Work order — Down to the final line, print each entry exactly.
Segment Start: Input for this task
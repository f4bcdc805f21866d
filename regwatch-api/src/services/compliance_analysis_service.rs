//! Compliance analysis orchestration
//!
//! Resolves sources, their latest content and the features they concern,
//! asks the compliance analyzer about each feature, then records one audit
//! report per answer and executes it straight away.

use super::{
    AuditReportService, ComplianceActionService, FeatureService, ServiceError, ServiceResult,
    SourceContentService, SourceService,
};
use crate::agents::{ComplianceAnalyzer, FeatureAssessment};
use regwatch_common::models::{AuditReportCreateRequest, Feature, Source, SourceContent};
use std::sync::Arc;
use tracing::{info, warn};

/// Upper bound on concurrent analyzer calls per request
pub const MAX_FEATURES_PER_ANALYSIS: usize = 5;

#[derive(Clone)]
pub struct ComplianceAnalysisService {
    sources: SourceService,
    source_contents: SourceContentService,
    features: FeatureService,
    audit_reports: AuditReportService,
    actions: ComplianceActionService,
    analyzer: Option<Arc<ComplianceAnalyzer>>,
}

impl ComplianceAnalysisService {
    pub fn new(
        sources: SourceService,
        source_contents: SourceContentService,
        features: FeatureService,
        audit_reports: AuditReportService,
        actions: ComplianceActionService,
        analyzer: Option<Arc<ComplianceAnalyzer>>,
    ) -> Self {
        Self {
            sources,
            source_contents,
            features,
            audit_reports,
            actions,
            analyzer,
        }
    }

    /// Analyze the features tagged like the first of `source_ids`
    ///
    /// At most [`MAX_FEATURES_PER_ANALYSIS`] features are analyzed. Returns the
    /// ids of the audit reports created.
    pub async fn analyze_sources(&self, source_ids: &[String]) -> ServiceResult<Vec<String>> {
        let analyzer = self.analyzer()?;

        let sources = self.sources.list_by_ids(source_ids).await?;
        let Some(first) = sources.first() else {
            info!("No known sources among {:?}, nothing to analyze", source_ids);
            return Ok(Vec::new());
        };

        let mut features = self.features.list_by_any_tag(first.tags()).await?;
        if features.len() > MAX_FEATURES_PER_ANALYSIS {
            warn!(
                "{} features match source {}, analyzing the first {}",
                features.len(),
                first.id,
                MAX_FEATURES_PER_ANALYSIS
            );
            features.truncate(MAX_FEATURES_PER_ANALYSIS);
        }

        self.analyze(analyzer, &features, &sources).await
    }

    /// Analyze one feature against every source sharing one of its tags
    pub async fn analyze_feature(&self, feature_id: &str) -> ServiceResult<Vec<String>> {
        let analyzer = self.analyzer()?;

        let feature = self.features.get(feature_id).await?;
        let sources: Vec<Source> = self
            .sources
            .list()
            .await?
            .into_iter()
            .filter(|source| feature.shares_tag_with(source.tags()))
            .collect();

        self.analyze(analyzer, std::slice::from_ref(&feature), &sources)
            .await
    }

    fn analyzer(&self) -> ServiceResult<&ComplianceAnalyzer> {
        self.analyzer
            .as_deref()
            .ok_or(ServiceError::LlmUnavailable("Compliance analysis"))
    }

    async fn analyze(
        &self,
        analyzer: &ComplianceAnalyzer,
        features: &[Feature],
        sources: &[Source],
    ) -> ServiceResult<Vec<String>> {
        if features.is_empty() || sources.is_empty() {
            info!(
                "Nothing to analyze ({} feature(s), {} source(s))",
                features.len(),
                sources.len()
            );
            return Ok(Vec::new());
        }

        let urls: Vec<String> = sources.iter().map(|s| s.source_url.clone()).collect();
        let contents = self.source_contents.latest_for_urls(&urls).await?;
        if contents.is_empty() {
            info!("Sources have no scraped content yet, nothing to analyze");
            return Ok(Vec::new());
        }

        let assessments = analyzer.analyze(features, &contents).await?;
        let source_ids: Vec<String> = sources.iter().map(|s| s.id.clone()).collect();
        self.record(assessments, features, &source_ids, &contents)
            .await
    }

    /// Store and execute one audit report per assessment
    ///
    /// `original_status` is the feature's status at analysis time; dismissing
    /// the report restores it.
    async fn record(
        &self,
        assessments: Vec<FeatureAssessment>,
        features: &[Feature],
        source_ids: &[String],
        contents: &[SourceContent],
    ) -> ServiceResult<Vec<String>> {
        let mut report_ids = Vec::with_capacity(assessments.len());

        for FeatureAssessment {
            feature_id,
            assessment,
        } in assessments
        {
            let Some(feature) = features.iter().find(|f| f.id == feature_id) else {
                warn!("Skipping assessment for unrequested feature {}", feature_id);
                continue;
            };
            if assessment.original_status != feature.status {
                warn!(
                    "Model reported feature {} as {} but it is {}",
                    feature.id, assessment.original_status, feature.status
                );
            }

            let report = self
                .audit_reports
                .create(&AuditReportCreateRequest {
                    feature_id,
                    source_ids: source_ids.to_vec(),
                    needs_action: assessment.needs_action,
                    original_status: feature.status,
                    status_change_to: assessment.status_change_to,
                    reason: assessment.reason,
                    confidence: assessment.confidence,
                })
                .await?;
            self.actions.execute(&report.id).await?;
            report_ids.push(report.id);
        }

        info!(
            "Recorded {} audit report(s) from {} source content(s)",
            report_ids.len(),
            contents.len()
        );
        Ok(report_ids)
    }
}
Segment End: Input for this task
Response area —
repository f4bcdc805f21866d
filename regwatch-api/src/services/compliance_analysis_service.rs
//! Compliance analysis orchestration
//!
//! Resolves sources, their latest content and the features they concern,
//! asks the compliance analyzer about each feature, then records one audit
//! report per answer and executes it straight away.

use super::{
    AuditReportService, ComplianceActionService, FeatureService, ServiceError, ServiceResult,
    SourceContentService, SourceService,
};
use crate::agents::{ComplianceAnalyzer, FeatureAssessment};
use regwatch_common::models::{AuditReportCreateRequest, Feature, Source, SourceContent};
use std::sync::Arc;
use tracing::{info, warn};

/// Upper bound on concurrent analyzer calls per request
pub const MAX_FEATURES_PER_ANALYSIS: usize = 5;

#[derive(Clone)]
pub struct ComplianceAnalysisService {
    sources: SourceService,
    source_contents: SourceContentService,
    features: FeatureService,
    audit_reports: AuditReportService,
    actions: ComplianceActionService,
    analyzer: Option<Arc<ComplianceAnalyzer>>,
}

impl ComplianceAnalysisService {
    pub fn new(
        sources: SourceService,
        source_contents: SourceContentService,
        features: FeatureService,
        audit_reports: AuditReportService,
        actions: ComplianceActionService,
        analyzer: Option<Arc<ComplianceAnalyzer>>,
    ) -> Self {
        Self {
            sources,
            source_contents,
            features,
            audit_reports,
            actions,
            analyzer,
        }
    }

    /// Analyze the features tagged like the first of `source_ids`
    ///
    /// At most [`MAX_FEATURES_PER_ANALYSIS`] features are analyzed. Returns the
    /// ids of the audit reports created.
    pub async fn analyze_sources(&self, source_ids: &[String]) -> ServiceResult<Vec<String>> {
        let analyzer = self.analyzer()?;

        let sources = self.sources.list_by_ids(source_ids).await?;
        let Some(first) = sources.first() else {
            info!("No known sources among {:?}, nothing to analyze", source_ids);
            return Ok(Vec::new());
        };

        let mut features = self.features.list_by_any_tag(first.tags()).await?;
        if features.len() > MAX_FEATURES_PER_ANALYSIS {
            warn!(
                "{} features match source {}, analyzing the first {}",
                features.len(),
                first.id,
                MAX_FEATURES_PER_ANALYSIS
            );
            features.truncate(MAX_FEATURES_PER_ANALYSIS);
        }

        self.analyze(analyzer, &features, &sources).await
    }

    /// Analyze one feature against every source sharing one of its tags
    pub async fn analyze_feature(&self, feature_id: &str) -> ServiceResult<Vec<String>> {
        let analyzer = self.analyzer()?;

        let feature = self.features.get(feature_id).await?;
        let sources: Vec<Source> = self
            .sources
            .list()
            .await?
            .into_iter()
            .filter(|source| feature.shares_tag_with(source.tags()))
            .collect();

        self.analyze(analyzer, std::slice::from_ref(&feature), &sources)
            .await
    }

    fn analyzer(&self) -> ServiceResult<&ComplianceAnalyzer> {
        self.analyzer
            .as_deref()
            .ok_or(ServiceError::LlmUnavailable("Compliance analysis"))
    }

    async fn analyze(
        &self,
        analyzer: &ComplianceAnalyzer,
        features: &[Feature],
        sources: &[Source],
    ) -> ServiceResult<Vec<String>> {
        if features.is_empty() || sources.is_empty() {
            info!(
                "Nothing to analyze ({} feature(s), {} source(s))",
                features.len(),
                sources.len()
            );
            return Ok(Vec::new());
        }

        let urls: Vec<String> = sources.iter().map(|s| s.source_url.clone()).collect();
        let contents = self.source_contents.latest_for_urls(&urls).await?;
        if contents.is_empty() {
            info!("Sources have no scraped content yet, nothing to analyze");
            return Ok(Vec::new());
        }

        let assessments = analyzer.analyze(features, &contents).await?;
        let source_ids: Vec<String> = sources.iter().map(|s| s.id.clone()).collect();
        self.record(assessments, features, &source_ids, &contents)
            .await
    }

    /// Store and execute one audit report per assessment
    ///
    /// `original_status` is the feature's status at analysis time; dismissing
    /// the report restores it.
    async fn record(
        &self,
        assessments: Vec<FeatureAssessment>,
        features: &[Feature],
        source_ids: &[String],
        contents: &[SourceContent],
    ) -> ServiceResult<Vec<String>> {
        let mut report_ids = Vec::with_capacity(assessments.len());

        for FeatureAssessment {
            feature_id,
            assessment,
        } in assessments
        {
            let Some(feature) = features.iter().find(|f| f.id == feature_id) else {
                warn!("Skipping assessment for unrequested feature {}", feature_id);
                continue;
            };
            if assessment.original_status != feature.status {
                warn!(
                    "Model reported feature {} as {} but it is {}",
                    feature.id, assessment.original_status, feature.status
                );
            }

            let report = self
                .audit_reports
                .create(&AuditReportCreateRequest {
                    feature_id,
                    source_ids: source_ids.to_vec(),
                    needs_action: assessment.needs_action,
                    original_status: feature.status,
                    status_change_to: assessment.status_change_to,
                    reason: assessment.reason,
                    confidence: assessment.confidence,
                })
                .await?;
            self.actions.execute(&report.id).await?;
            report_ids.push(report.id);
        }

        info!(
            "Recorded {} audit report(s) from {} source content(s)",
            report_ids.len(),
            contents.len()
        );
        Ok(report_ids)
    }
}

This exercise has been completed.